Using your Haas CNC Milling Machine as a LatHe - Twenty6 Products

Using your Haas CNC Milling Machine as a Lathe AKA: “The Mill Lathe” by Tyler Jarosz Photos by Derik Olson, drawings by Author

Problem: I first came up with the idea to turn my milling machine into a lathe out of sheer desperation. I needed to be able to manufacture long parts with both left- and right-hand threads, and my only option to complete these parts was to drive an hour and a half away to utilize a rented lathe, sleep in the bed of my truck, and work long hours. Solution: I decided to utilize the full capabilities of my Haas VF2 CNC milling machine and determine if I could use it as a lathe.
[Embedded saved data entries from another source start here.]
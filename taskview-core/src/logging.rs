//! Logging for TaskView.
//!
//! Built on the `tracing` ecosystem. [`initialize_logging`] installs a console layer on
//! stderr (stdout stays free for command output) and an optional daily-rolling file
//! layer, each in text or JSON format. [`init_minimal_logging`] is the fallback used
//! before configuration is available and in tests.

use crate::config::LoggingConfig;
use crate::error::{CoreError, LoggingError};
use crate::utils;

use once_cell::sync::Lazy;
use std::path::Path;
use std::sync::Mutex;
use tracing::Level;
use tracing_appender::non_blocking::WorkerGuard;
use tracing_subscriber::{
    fmt, layer::SubscriberExt, util::SubscriberInitExt, EnvFilter, Layer, Registry,
};

type BoxedLayer = Box<dyn Layer<Registry> + Send + Sync + 'static>;

/// Keeps the file writer's guard alive for the lifetime of the process so buffered
/// lines are flushed on exit.
static LOG_WORKER_GUARD: Lazy<Mutex<Option<WorkerGuard>>> = Lazy::new(|| Mutex::new(None));

/// Installs a stderr logger filtered by `RUST_LOG` (default `info`).
///
/// Errors (e.g. a global subscriber is already set) are ignored.
pub fn init_minimal_logging() {
    let filter = EnvFilter::try_from_default_env()
        .unwrap_or_else(|_| EnvFilter::new(Level::INFO.to_string()));

    let _ = fmt::Subscriber::builder()
        .with_env_filter(filter)
        .with_writer(std::io::stderr)
        .with_ansi(atty::is(atty::Stream::Stderr))
        .try_init();
}

fn parse_level(level: &str) -> Result<Level, CoreError> {
    match level.to_lowercase().as_str() {
        "trace" => Ok(Level::TRACE),
        "debug" => Ok(Level::DEBUG),
        "info" => Ok(Level::INFO),
        "warn" => Ok(Level::WARN),
        "error" => Ok(Level::ERROR),
        invalid => Err(CoreError::Logging(LoggingError::FilterError(format!(
            "Invalid log level in config: {}",
            invalid
        )))),
    }
}

/// Creates the rolling file layer and its worker guard, creating the log directory
/// if needed.
fn create_file_layer(log_path: &Path, format: &str) -> Result<(BoxedLayer, WorkerGuard), CoreError> {
    let directory = match log_path.parent() {
        Some(parent) if !parent.as_os_str().is_empty() => parent,
        _ => Path::new("."),
    };
    utils::fs::ensure_dir_exists(directory)?;

    let file_name = log_path
        .file_name()
        .unwrap_or_else(|| std::ffi::OsStr::new("taskview.log"));
    let file_appender = tracing_appender::rolling::daily(directory, file_name);
    let (writer, guard) = tracing_appender::non_blocking(file_appender);

    let layer: BoxedLayer = match format {
        "json" => fmt::layer().json().with_writer(writer).with_ansi(false).boxed(),
        _ => fmt::layer().with_writer(writer).with_ansi(false).boxed(),
    };
    Ok((layer, guard))
}

/// Initializes the global logging system from a [`LoggingConfig`].
///
/// The file guard is only replaced once the new subscriber is installed, so a failed
/// call leaves an active file layer flushing.
///
/// # Errors
///
/// - [`LoggingError::FilterError`] for an unknown level.
/// - [`LoggingError::InitializationFailure`] when a subscriber is already set.
/// - [`CoreError::Filesystem`] when the log directory cannot be created.
pub fn initialize_logging(config: &LoggingConfig) -> Result<(), CoreError> {
    let level = parse_level(&config.level)?;
    let format = config.format.to_lowercase();

    let console_layer: BoxedLayer = match format.as_str() {
        "json" => fmt::layer()
            .json()
            .with_writer(std::io::stderr)
            .with_ansi(false)
            .with_filter(EnvFilter::new(level.to_string()))
            .boxed(),
        _ => fmt::layer()
            .with_writer(std::io::stderr)
            .with_ansi(atty::is(atty::Stream::Stderr))
            .with_filter(EnvFilter::new(level.to_string()))
            .boxed(),
    };

    let mut layers: Vec<BoxedLayer> = vec![console_layer];
    let mut new_guard = None;
    if let Some(log_path) = &config.file_path {
        let (file_layer, guard) = create_file_layer(log_path, &format)?;
        layers.push(file_layer.with_filter(EnvFilter::new(level.to_string())).boxed());
        new_guard = Some(guard);
    }

    Registry::default().with(layers).try_init().map_err(|e| {
        CoreError::Logging(LoggingError::InitializationFailure(format!(
            "Failed to set global tracing subscriber. Was it already initialized? Error: {}",
            e
        )))
    })?;

    match LOG_WORKER_GUARD.lock() {
        Ok(mut slot) => *slot = new_guard,
        Err(e) => eprintln!("[ERROR] Failed to lock LOG_WORKER_GUARD: {}. Log flushing may be affected.", e),
    }
    Ok(())
}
To do this, I decided to chuck some 3/4"Ø round bar in my mill’s ER 32 style toolholder. Then, I mounted one of my lathe turning tools to the table of the mill, using my Kurt vise. After finding centerline of my lathe turning tool, I turned on the spindle, tried cutting the material, and it worked…I was ecstatic! Although the 3/4"Ø round bar cut, the part I needed to turn stuck out of the collet 5x the diameter of the material. From my past machining experience, I knew that if a part stuck out of the collet that far, it would need a centering or supporting device such as a live center or steady rest.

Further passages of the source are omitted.